//! Outbound send-rate capping.
//!
//! A fixed window of `window_length` admits at most `max_per_window` sends.
//! Denial is an admission result, not an error: the caller keeps the event
//! and re-offers it on a later tick.

use std::time::{Duration, Instant};

/// Send admission window.
#[derive(Debug, Clone)]
pub struct RateWindow {
    window_length: Duration,
    max_per_window: u32,
    window_start: Option<Instant>,
    count: u32,
}

impl RateWindow {
    /// Create a window admitting `max_per_window` sends per `window_length`.
    pub fn new(window_length: Duration, max_per_window: u32) -> Self {
        Self {
            window_length,
            max_per_window,
            window_start: None,
            count: 0,
        }
    }

    /// Try to take one send slot at `now`.
    ///
    /// Returns `false` when the current window is full; the count invariant
    /// `count <= max_per_window` is enforced before any send.
    pub fn try_acquire(&mut self, now: Instant) -> bool {
        match self.window_start {
            Some(start) if now.duration_since(start) <= self.window_length => {}
            _ => {
                self.window_start = Some(now);
                self.count = 0;
            }
        }

        if self.count >= self.max_per_window {
            return false;
        }
        self.count += 1;
        true
    }

    /// Slots still available at `now`.
    pub fn remaining(&self, now: Instant) -> u32 {
        match self.window_start {
            Some(start) if now.duration_since(start) <= self.window_length => {
                self.max_per_window.saturating_sub(self.count)
            }
            _ => self.max_per_window,
        }
    }

    /// Forget the current window (fresh connection).
    pub fn reset(&mut self) {
        self.window_start = None;
        self.count = 0;
    }
}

# # # # #

I need each line of the entries that holds the string "admission" located and copied.

//! Denial is an admission result, not an error: the caller keeps the event
/// Send admission window.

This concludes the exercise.